Supercharge your data processing with DuckDB

Efficient & blazing fast SQL analytics in Pandas with DuckDB
EDA
pandas
SQL
Published

May 27, 2022

Do you have large datasets that you simply can not load into memory to analyse with Pandas? Or do you feel more comfortable expressing operations in SQL instead of python?

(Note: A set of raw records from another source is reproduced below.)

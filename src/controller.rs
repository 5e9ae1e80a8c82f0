//! Controller loop.
//!
//! One task owns the engine, the graph and the negotiation state and handles
//! events strictly one at a time. Shutdown order: stop the media flow, delete
//! the remote session, then leave the loop.

use log::{debug, error, info, warn};
use thiserror::Error;

use crate::config::Config;
use crate::engine::{ControllerEvent, EngineError, EngineEvent, EventReceiver, MediaEngine, PipelineState};
use crate::monitor::{MonitorError, RuntimeMonitor};
use crate::negotiation::NegotiationCoordinator;
use crate::signaling::{HttpTransport, WhipClient};
use crate::topology::{Bypass, BuildError, DispatchOutcome, PadDispatcher, ProcessingGraph, StreamDescriptor, TopologyBuilder};

#[derive(Error, Debug)]
pub enum ControllerError {
    #[error("Failed to build topology: {0}")]
    Build(#[from] BuildError),

    #[error("Failed to start pipeline: {0}")]
    Start(#[source] EngineError),

    #[error(transparent)]
    Monitor(#[from] MonitorError),
}

pub struct Controller<E: MediaEngine, T> {
    engine: E,
    graph: ProcessingGraph<E::Node>,
    dispatcher: PadDispatcher,
    negotiation: NegotiationCoordinator<T>,
    monitor: RuntimeMonitor,
    events: EventReceiver<E>,
}

impl<E: MediaEngine, T: HttpTransport> Controller<E, T> {
    /// Build the topology. Fails without running anything if any node or
    /// static link is unavailable.
    pub fn new(config: &Config, mut engine: E, transport: T, events: EventReceiver<E>) -> Result<Self, ControllerError> {
        let graph = TopologyBuilder::new(config).build(&mut engine)?;
        let client = WhipClient::new(config.whip_endpoint_url.clone(), config.whip_auth_key.clone(), transport);

        Ok(Self {
            engine,
            graph,
            dispatcher: PadDispatcher::new(Bypass { audio: config.bypass_audio, video: config.bypass_video }),
            negotiation: NegotiationCoordinator::new(client, config.media_count()),
            monitor: RuntimeMonitor::new(),
            events,
        })
    }

    /// Start playback and process events until shutdown is requested or the
    /// channel closes. Always runs the shutdown sequence before returning.
    pub async fn run(mut self) -> Result<(), ControllerError> {
        info!("Starting pipeline");
        if let Err(e) = self.engine.set_state(PipelineState::Playing) {
            error!("Failed to start pipeline: {}", e);
            self.shutdown().await;
            return Err(ControllerError::Start(e));
        }

        let result = loop {
            match self.events.recv().await {
                Some(ControllerEvent::Engine(event)) => {
                    if let Err(e) = self.handle(event).await {
                        error!("{}", e);
                        break Err(e);
                    }
                }
                Some(ControllerEvent::Shutdown) => {
                    info!("Shutdown requested");
                    break Ok(());
                }
                None => {
                    info!("Event channel closed");
                    break Ok(());
                }
            }
        };

        self.shutdown().await;
        result
    }

    async fn handle(&mut self, event: EngineEvent<E::Pad, E::Description>) -> Result<(), ControllerError> {
        match event {
            EngineEvent::StreamDiscovered { caps, pad } => {
                let descriptor = StreamDescriptor::new(&caps, pad);
                match self.dispatcher.on_stream_discovered(&mut self.engine, &self.graph, descriptor) {
                    Ok(DispatchOutcome::Linked { .. }) | Ok(DispatchOutcome::AlreadyLinked(_)) => {}
                    Ok(DispatchOutcome::Rejected { content, reason }) => {
                        debug!("Stream {:?} rejected: {:?}", content, reason);
                    }
                    Err(e) => warn!("Failed to activate {} stream: {}", caps, e),
                }
            }
            EngineEvent::NoMoreStreams => info!("All streams announced"),
            EngineEvent::NegotiationNeeded => {
                if let Err(e) = self.negotiation.on_negotiation_needed(&mut self.engine) {
                    warn!("Negotiation could not start: {}", e);
                }
            }
            EngineEvent::OfferReady(offer) => {
                if let Err(e) = self.negotiation.on_offer_ready(&mut self.engine, offer).await {
                    warn!("Negotiation failed: {}", e);
                }
            }
            EngineEvent::OfferFailed(reason) => self.negotiation.on_offer_failed(&reason),
            EngineEvent::IceCandidate(candidate) => {
                if let Err(e) = self.negotiation.on_local_ice_candidate(&candidate).await {
                    warn!("Failed to send ICE candidate: {}", e);
                }
            }
            EngineEvent::StateChanged { old, new } => self.monitor.on_state_changed(old, new),
            EngineEvent::EndOfStream => self.monitor.on_end_of_stream(),
            EngineEvent::Error { node, message, debug } => {
                self.monitor.on_error(&node, &message, debug.as_deref())
            }
            EngineEvent::ClockLost => self.monitor.on_clock_lost(&mut self.engine)?,
            EngineEvent::NewClock => self.monitor.on_new_clock(),
        }
        Ok(())
    }

    async fn shutdown(mut self) {
        info!("Stopping pipeline");
        if let Err(e) = self.engine.set_state(PipelineState::Null) {
            warn!("Failed to stop pipeline: {}", e);
        }

        match self.negotiation.teardown().await {
            Ok(true) => info!("WHIP session closed"),
            Ok(false) => debug!("No WHIP session to close"),
            Err(e) => warn!("Failed to close WHIP session: {}", e),
        }
    }
}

Fret not, for you have DuckDB now! ✨🦆✨

Introduction

Most of us data scientists are familiar with Pandas, the de-facto data processing library in Python. It’s simple, powerful, able to handle a myriad data formats & sizes and for the most part, very intuitive. And people familiar with SQL as well know how powerful it too is in its ability to handle complex data transformations with a concise syntax. But sometimes, you have to trade off execution speeds in favor of intuitivity/expressiveness or vice versa. This especially becomes painful when you either have large (OOM) datasets or need to perform complex data wrangling on your data. At times, it makes more sense to handle that in SQL rather than in Pandas.

DuckDB aims to bring these together with a fast & efficient SQL query execution engine that can run complex queries on large sets of data. It integrates tightly with Pandas DataFrames and allows us to run these queries directly on top of them without needing to take data in & out of it.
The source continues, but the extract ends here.